START Dataset content

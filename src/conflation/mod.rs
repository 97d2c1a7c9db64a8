use _model::{
    ConstructionClosure, PermitAddressRecord, PermitImpactRecord, PermitKey, SidewalkSegment,
    Srid, TaggedPoint,
};
use anyhow::{Context as _, Result};
use geo::Point;
use indicatif::ProgressBar;
use rayon::prelude::*;
use tracing::{debug, info};

use crate::{
    closures::{ClosureSink, JsonFileSink},
    config::Config,
    error::ConflationError,
    permits::{self, Feeds},
    projection, sidewalks,
    utils::progress_bar,
};

mod index;
mod lines;
mod matcher;
mod report;

pub use index::SidewalkIndex;
pub use matcher::{match_line, Ambiguity, Match, MatchConfig};
pub use report::Statistics;

pub struct Context {
    pub index: SidewalkIndex,
    pub config: MatchConfig,
}

#[derive(Debug, Clone, PartialEq)]
pub enum DropReason {
    Unpaired,
    TooLong { length: f64 },
    TooManyCandidates { candidates: usize },
    NoIntersection,
    Ambiguous { points: usize },
}

#[derive(Debug, Default)]
pub struct Conflation {
    pub closures: Vec<ConstructionClosure>,
    pub statistics: Statistics,
    pub dropped: Vec<(PermitKey, DropReason)>,
}

pub fn main(config: &Config, refresh: bool) -> Result<()> {
    let feeds = permits::load(&config.feeds, refresh)?;
    let segments = sidewalks::load(&config.sidewalks)?;

    let mut sink = JsonFileSink::new(&config.output);
    let conflation = replace(config, &feeds, segments, &mut sink)?;

    let report_path = config.output.with_extension("md");
    std::fs::write(&report_path, conflation.report()?)
        .with_context(|| format!("failed to write {}", report_path.display()))?;
    info!(report = %report_path.display(), "wrote report");

    Ok(())
}

pub fn replace(
    config: &Config,
    feeds: &Feeds,
    segments: Vec<SidewalkSegment>,
    sink: &mut dyn ClosureSink,
) -> Result<Conflation> {
    let context = Context {
        index: SidewalkIndex::build(segments, Srid::Wgs84)
            .context("failed to build sidewalk index")?,
        config: config.match_config(),
    };
    info!(sidewalks = context.index.len(), "built sidewalk index");

    let pb = progress_bar(0);
    let conflation = run(&context, &feeds.addresses, &feeds.impacts, &pb)?;
    pb.finish_and_clear();
    sink.replace(&conflation.closures)
        .context("failed to replace construction table")?;

    let s = &conflation.statistics;
    info!(
        impacts = s.impacts,
        unique = s.unique,
        matched = s.matched,
        dropped = conflation.dropped.len(),
        "conflated permits"
    );
    Ok(conflation)
}

// One conflation pass over immutable inputs. Matching runs in parallel; the
// output keeps the order of the impact records.
pub fn run(
    context: &Context,
    addresses: &[PermitAddressRecord],
    impacts: &[PermitImpactRecord],
    progress: &ProgressBar,
) -> Result<Conflation, ConflationError> {
    let lines = lines::build(addresses, impacts)?;

    progress.set_length(lines.lines.len() as u64);
    let outcomes: Vec<(&PermitAddressRecord, Result<ConstructionClosure, DropReason>)> = lines
        .lines
        .par_iter()
        .map(|x| -> Result<_, ConflationError> {
            let outcome = match match_line(&context.index, &x.line, &context.config) {
                Match::Matched(point) => Ok(closure(x.address, point)?),
                Match::TooLong { length } => Err(DropReason::TooLong { length }),
                Match::TooManyCandidates { candidates } => {
                    Err(DropReason::TooManyCandidates { candidates })
                }
                Match::NoIntersection => Err(DropReason::NoIntersection),
                Match::Ambiguous { points } => Err(DropReason::Ambiguous { points }),
            };
            progress.inc(1);
            Ok((x.address, outcome))
        })
        .collect::<Result<_, ConflationError>>()?;

    let mut output = Conflation::default();
    output.statistics.impacts = impacts.len();
    output.statistics.unique = lines.unique;

    for key in &lines.unpaired {
        debug!(permit = %key, "no address record");
        output.statistics.record(&DropReason::Unpaired);
        output.dropped.push(((*key).clone(), DropReason::Unpaired));
    }

    for (address, outcome) in outcomes {
        match outcome {
            Ok(closure) => {
                output.statistics.matched += 1;
                output.closures.push(closure);
            }
            Err(reason) => {
                debug!(permit = %address.key, ?reason, "dropped");
                output.statistics.record(&reason);
                output.dropped.push((address.key.clone(), reason));
            }
        }
    }

    Ok(output)
}

fn closure(
    address: &PermitAddressRecord,
    point: Point,
) -> Result<ConstructionClosure, ConflationError> {
    let point = projection::to_geographic(&point, Srid::Utm10N).map_err(|e| {
        ConflationError::malformed(format!("sidewalk intersection of {:?}", address.key), e)
    })?;

    Ok(ConstructionClosure {
        address: address.address.clone(),
        closed: address.closed,
        start_date: address.start.map(|x| x.date()),
        end_date: address.end.map(|x| x.date()),
        geom: TaggedPoint::new(Srid::Wgs84, point),
    })
}

#[cfg(test)]
mod tests {
    use _model::SidewalkId;
    use chrono::NaiveDate;
    use geo::{line_string, EuclideanLength, Point};
    use pretty_assertions::assert_eq;

    use crate::closures::MemorySink;

    use super::*;

    fn address(key: &str) -> PermitAddressRecord {
        PermitAddressRecord {
            key: PermitKey::new(key),
            address: "400 PINE ST".to_string(),
            point: Point::new(-122.33, 47.6),
            start: NaiveDate::from_ymd_opt(2024, 3, 1).and_then(|x| x.and_hms_opt(8, 0, 0)),
            end: NaiveDate::from_ymd_opt(2024, 3, 31).and_then(|x| x.and_hms_opt(17, 0, 0)),
            closed: true,
        }
    }

    fn impact(key: &str) -> PermitImpactRecord {
        PermitImpactRecord {
            key: PermitKey::new(key),
            geometry: line_string![(x: -122.331, y: 47.601), (x: -122.329, y: 47.601)],
        }
    }

    fn sidewalk(id: u64, lat: f64) -> SidewalkSegment {
        SidewalkSegment {
            id: SidewalkId(id),
            geometry: line_string![(x: -122.3305, y: lat), (x: -122.3295, y: lat)],
        }
    }

    fn context(sidewalks: Vec<SidewalkSegment>) -> Context {
        Context {
            index: SidewalkIndex::build(sidewalks, Srid::Wgs84).unwrap(),
            config: MatchConfig::default(),
        }
    }

    #[test]
    fn single_permit_end_to_end() {
        let context = context(vec![sidewalk(1, 47.6005)]);
        let output = run(
            &context,
            &[address("P100")],
            &[impact("P100")],
            &ProgressBar::hidden(),
        )
        .unwrap();

        assert_eq!(output.dropped, vec![]);
        assert_eq!(output.closures.len(), 1);

        let closure = &output.closures[0];
        assert_eq!(closure.address, "400 PINE ST");
        assert!(closure.closed);
        assert_eq!(closure.start_date, NaiveDate::from_ymd_opt(2024, 3, 1));
        assert_eq!(closure.end_date, NaiveDate::from_ymd_opt(2024, 3, 31));
        assert_eq!(closure.geom.srid, Srid::Wgs84);
        let (x, y) = closure.geom.point.x_y();
        assert!((x - -122.33).abs() < 1e-6, "{x}");
        assert!((y - 47.6005).abs() < 1e-6, "{y}");

        assert_eq!(output.statistics.matched, 1);
    }

    #[test]
    fn drops_are_counted_not_errors() {
        let context = context(vec![sidewalk(1, 47.6005), sidewalk(2, 47.6008)]);
        // east of both sidewalks, so its line misses them
        let mut east = address("P300");
        east.point = Point::new(-122.3285, 47.6);
        let mut far = address("P400");
        far.point = Point::new(-122.33, 47.598);
        let addresses = vec![address("P100"), east, far];
        let impacts = vec![impact("P100"), impact("P200"), impact("P300"), impact("P400")];

        let output = run(&context, &addresses, &impacts, &ProgressBar::hidden()).unwrap();
        assert!(output.closures.is_empty());

        let reasons: Vec<_> = output
            .dropped
            .iter()
            .map(|(key, reason)| (key.as_str(), std::mem::discriminant(reason)))
            .collect();
        assert_eq!(
            reasons,
            vec![
                ("P200", std::mem::discriminant(&DropReason::Unpaired)),
                ("P100", std::mem::discriminant(&DropReason::Ambiguous { points: 0 })),
                ("P300", std::mem::discriminant(&DropReason::NoIntersection)),
                ("P400", std::mem::discriminant(&DropReason::TooLong { length: 0.0 })),
            ]
        );

        let s = &output.statistics;
        assert_eq!(
            (s.impacts, s.unique, s.unpaired, s.ambiguous, s.no_intersection, s.too_long, s.matched),
            (4, 4, 1, 1, 1, 1, 0)
        );
    }

    #[test]
    fn closures_respect_the_cap() {
        let context = context(vec![sidewalk(1, 47.6005)]);
        let addresses: Vec<_> = [47.6, 47.5995, 47.599, 47.5985, 47.5]
            .iter()
            .enumerate()
            .map(|(i, lat)| {
                let mut x = address(&format!("P{i}"));
                x.point = Point::new(-122.33, *lat);
                x
            })
            .collect();
        let impacts: Vec<_> = (0..addresses.len()).map(|i| impact(&format!("P{i}"))).collect();

        let output = run(&context, &addresses, &impacts, &ProgressBar::hidden()).unwrap();
        assert!(!output.closures.is_empty());

        let built = lines::build(&addresses, &impacts).unwrap();
        let matched: Vec<_> = built
            .lines
            .iter()
            .filter(|x| match_line(&context.index, &x.line, &context.config).point().is_some())
            .collect();
        assert_eq!(matched.len(), output.closures.len());
        for x in matched {
            assert!(x.line.euclidean_length() <= context.config.max_line_length);
        }
    }

    #[test]
    fn progress_counts_lines() {
        let context = context(vec![sidewalk(1, 47.6005)]);
        let addresses = vec![address("P100"), address("P200")];
        let impacts = vec![impact("P100"), impact("P200"), impact("P300")];

        let pb = ProgressBar::hidden();
        run(&context, &addresses, &impacts, &pb).unwrap();
        // the unpaired P300 never becomes a line
        assert_eq!(pb.length(), Some(2));
        assert_eq!(pb.position(), 2);
    }

    #[test]
    fn idempotent() {
        let context = context(vec![sidewalk(1, 47.6005), sidewalk(2, 47.6015)]);
        let addresses = vec![address("P100"), address("P200")];
        let impacts = vec![impact("P100"), impact("P200"), impact("P100")];

        let first = run(&context, &addresses, &impacts, &ProgressBar::hidden()).unwrap();
        let second = run(&context, &addresses, &impacts, &ProgressBar::hidden()).unwrap();
        assert_eq!(first.closures.len(), 2);
        assert_eq!(
            serde_json::to_string(&first.closures).unwrap(),
            serde_json::to_string(&second.closures).unwrap()
        );
    }

    #[test]
    fn replace_writes_to_sink() {
        let config = Config::default();
        let feeds = Feeds {
            addresses: vec![address("P100")],
            impacts: vec![impact("P100")],
        };
        let mut sink = MemorySink::default();

        let output = replace(&config, &feeds, vec![sidewalk(1, 47.6005)], &mut sink).unwrap();
        assert_eq!(sink.rows, output.closures);
        assert_eq!(sink.replaced, 1);

        // a second run replaces rather than appends
        replace(&config, &feeds, vec![sidewalk(1, 47.6005)], &mut sink).unwrap();
        assert_eq!(sink.rows.len(), 1);
        assert_eq!(sink.replaced, 2);
    }

    #[test]
    fn malformed_sidewalk_is_fatal() {
        let config = Config::default();
        let feeds = Feeds::default();
        let bad = SidewalkSegment {
            id: SidewalkId(9),
            geometry: line_string![(x: f64::NAN, y: 47.6)],
        };
        let mut sink = MemorySink::default();
        assert!(replace(&config, &feeds, vec![bad], &mut sink).is_err());
        assert_eq!(sink.replaced, 0);
    }
}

END Dataset content

# Exercise directions
Return exactly, and only, the lines above starting at the line that contains "sink.replace(&conflation.closures)" and ending at the line that contains "let outcome = match".

# Output for this task
    sink.replace(&conflation.closures)
        .context("failed to replace construction table")?;

    let s = &conflation.statistics;
    info!(
        impacts = s.impacts,
        unique = s.unique,
        matched = s.matched,
        dropped = conflation.dropped.len(),
        "conflated permits"
    );
    Ok(conflation)
}

// One conflation pass over immutable inputs. Matching runs in parallel; the
// output keeps the order of the impact records.
pub fn run(
    context: &Context,
    addresses: &[PermitAddressRecord],
    impacts: &[PermitImpactRecord],
    progress: &ProgressBar,
) -> Result<Conflation, ConflationError> {
    let lines = lines::build(addresses, impacts)?;

    progress.set_length(lines.lines.len() as u64);
    let outcomes: Vec<(&PermitAddressRecord, Result<ConstructionClosure, DropReason>)> = lines
        .lines
        .par_iter()
        .map(|x| -> Result<_, ConflationError> {
            let outcome = match match_line(&context.index, &x.line, &context.config) {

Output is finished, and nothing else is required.